Collected data entries

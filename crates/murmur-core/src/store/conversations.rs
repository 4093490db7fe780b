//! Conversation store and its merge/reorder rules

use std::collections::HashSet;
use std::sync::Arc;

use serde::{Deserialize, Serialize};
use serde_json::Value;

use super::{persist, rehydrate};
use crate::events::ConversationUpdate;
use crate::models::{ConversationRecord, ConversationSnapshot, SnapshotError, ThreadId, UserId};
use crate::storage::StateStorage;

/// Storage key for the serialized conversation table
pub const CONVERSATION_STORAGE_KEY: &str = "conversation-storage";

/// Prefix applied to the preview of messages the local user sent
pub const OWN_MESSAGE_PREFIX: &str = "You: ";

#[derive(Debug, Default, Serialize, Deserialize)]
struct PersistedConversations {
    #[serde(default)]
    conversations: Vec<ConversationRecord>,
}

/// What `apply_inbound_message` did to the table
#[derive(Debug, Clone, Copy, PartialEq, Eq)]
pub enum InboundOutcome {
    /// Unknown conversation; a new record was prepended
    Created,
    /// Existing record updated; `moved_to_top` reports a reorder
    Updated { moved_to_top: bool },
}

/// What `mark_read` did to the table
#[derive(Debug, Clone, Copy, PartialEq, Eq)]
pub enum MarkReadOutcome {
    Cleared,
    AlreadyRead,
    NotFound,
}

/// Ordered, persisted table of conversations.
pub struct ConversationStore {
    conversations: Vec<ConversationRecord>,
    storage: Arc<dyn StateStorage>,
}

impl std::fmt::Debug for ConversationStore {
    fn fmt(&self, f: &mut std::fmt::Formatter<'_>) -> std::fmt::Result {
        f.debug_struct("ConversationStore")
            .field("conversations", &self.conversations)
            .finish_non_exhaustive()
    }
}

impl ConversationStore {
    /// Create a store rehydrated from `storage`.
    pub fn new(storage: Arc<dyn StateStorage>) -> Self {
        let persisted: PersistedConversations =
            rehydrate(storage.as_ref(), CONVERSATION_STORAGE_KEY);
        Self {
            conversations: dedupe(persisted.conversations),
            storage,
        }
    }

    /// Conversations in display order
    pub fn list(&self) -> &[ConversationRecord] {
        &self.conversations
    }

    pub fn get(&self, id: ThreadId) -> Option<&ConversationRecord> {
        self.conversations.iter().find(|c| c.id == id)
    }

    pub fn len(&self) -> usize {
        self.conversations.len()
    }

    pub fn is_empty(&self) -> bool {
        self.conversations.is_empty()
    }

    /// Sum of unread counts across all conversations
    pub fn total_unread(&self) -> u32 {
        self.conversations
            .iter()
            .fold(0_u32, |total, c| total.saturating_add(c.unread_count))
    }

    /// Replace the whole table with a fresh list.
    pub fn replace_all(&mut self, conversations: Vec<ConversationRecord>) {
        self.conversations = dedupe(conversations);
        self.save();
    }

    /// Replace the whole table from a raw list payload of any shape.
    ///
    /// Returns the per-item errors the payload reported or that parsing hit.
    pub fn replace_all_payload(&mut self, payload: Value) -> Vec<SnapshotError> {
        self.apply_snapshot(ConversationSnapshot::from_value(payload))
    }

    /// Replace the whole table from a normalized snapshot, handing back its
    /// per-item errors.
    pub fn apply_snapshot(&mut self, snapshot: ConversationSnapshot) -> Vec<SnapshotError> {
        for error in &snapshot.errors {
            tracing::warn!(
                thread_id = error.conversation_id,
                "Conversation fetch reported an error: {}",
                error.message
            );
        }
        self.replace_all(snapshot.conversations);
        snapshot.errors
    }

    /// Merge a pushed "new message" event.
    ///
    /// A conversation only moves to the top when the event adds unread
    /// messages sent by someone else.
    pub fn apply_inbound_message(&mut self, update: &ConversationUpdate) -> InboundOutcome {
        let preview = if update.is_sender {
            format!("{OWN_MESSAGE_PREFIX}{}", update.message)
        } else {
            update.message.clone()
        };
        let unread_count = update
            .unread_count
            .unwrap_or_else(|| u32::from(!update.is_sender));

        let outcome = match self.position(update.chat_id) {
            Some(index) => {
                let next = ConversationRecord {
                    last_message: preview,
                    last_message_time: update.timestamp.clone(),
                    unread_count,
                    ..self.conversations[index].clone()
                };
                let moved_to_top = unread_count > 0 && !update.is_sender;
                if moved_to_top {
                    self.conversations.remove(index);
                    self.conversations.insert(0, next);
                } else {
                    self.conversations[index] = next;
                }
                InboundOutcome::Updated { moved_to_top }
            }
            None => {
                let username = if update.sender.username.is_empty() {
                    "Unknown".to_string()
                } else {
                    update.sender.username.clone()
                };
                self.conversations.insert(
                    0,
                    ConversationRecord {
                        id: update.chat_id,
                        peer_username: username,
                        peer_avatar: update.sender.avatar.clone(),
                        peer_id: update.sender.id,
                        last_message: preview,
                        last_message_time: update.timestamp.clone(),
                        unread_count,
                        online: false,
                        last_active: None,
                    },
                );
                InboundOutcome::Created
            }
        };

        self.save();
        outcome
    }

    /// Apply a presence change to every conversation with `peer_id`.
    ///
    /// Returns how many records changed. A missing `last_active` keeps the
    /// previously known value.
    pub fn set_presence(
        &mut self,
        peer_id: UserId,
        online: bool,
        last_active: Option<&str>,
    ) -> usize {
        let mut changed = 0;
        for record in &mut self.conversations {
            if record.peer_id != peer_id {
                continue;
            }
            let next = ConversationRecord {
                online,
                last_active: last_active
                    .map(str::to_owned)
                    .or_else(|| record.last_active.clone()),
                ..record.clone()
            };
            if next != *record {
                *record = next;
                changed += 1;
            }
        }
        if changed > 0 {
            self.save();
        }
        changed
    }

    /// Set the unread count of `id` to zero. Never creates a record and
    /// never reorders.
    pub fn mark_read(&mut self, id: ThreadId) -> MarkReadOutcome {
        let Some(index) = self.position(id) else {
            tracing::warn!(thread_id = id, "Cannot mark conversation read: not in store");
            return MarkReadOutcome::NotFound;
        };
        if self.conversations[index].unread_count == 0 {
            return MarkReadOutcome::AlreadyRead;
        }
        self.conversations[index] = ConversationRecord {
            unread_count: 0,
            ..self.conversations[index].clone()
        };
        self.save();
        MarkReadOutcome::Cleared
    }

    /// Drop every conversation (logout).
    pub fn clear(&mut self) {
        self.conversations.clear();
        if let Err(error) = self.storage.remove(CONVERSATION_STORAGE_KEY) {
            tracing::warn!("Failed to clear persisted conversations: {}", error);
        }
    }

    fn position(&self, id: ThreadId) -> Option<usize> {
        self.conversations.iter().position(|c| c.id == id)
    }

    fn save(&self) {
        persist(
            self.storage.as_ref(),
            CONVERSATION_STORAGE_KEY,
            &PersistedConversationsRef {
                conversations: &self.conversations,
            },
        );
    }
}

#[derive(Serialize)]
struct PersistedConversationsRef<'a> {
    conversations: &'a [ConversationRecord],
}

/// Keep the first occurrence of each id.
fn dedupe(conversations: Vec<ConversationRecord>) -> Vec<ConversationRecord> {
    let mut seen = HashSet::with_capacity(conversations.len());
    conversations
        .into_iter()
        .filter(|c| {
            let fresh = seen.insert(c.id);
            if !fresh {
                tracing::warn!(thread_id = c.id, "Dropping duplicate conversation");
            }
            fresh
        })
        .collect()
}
==
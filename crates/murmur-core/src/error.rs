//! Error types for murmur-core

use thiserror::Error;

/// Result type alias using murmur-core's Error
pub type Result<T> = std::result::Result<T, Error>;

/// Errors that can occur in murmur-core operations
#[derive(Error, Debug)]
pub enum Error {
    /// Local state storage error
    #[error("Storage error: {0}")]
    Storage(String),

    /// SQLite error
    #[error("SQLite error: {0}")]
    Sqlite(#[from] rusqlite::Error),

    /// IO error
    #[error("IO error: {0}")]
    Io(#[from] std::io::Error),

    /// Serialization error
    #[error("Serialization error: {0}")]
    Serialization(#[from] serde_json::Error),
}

-- Task --
In the data above, which lines have "messages"? Report each of them.

-- Reply --
/// Prefix applied to the preview of messages the local user sent
    /// messages sent by someone else.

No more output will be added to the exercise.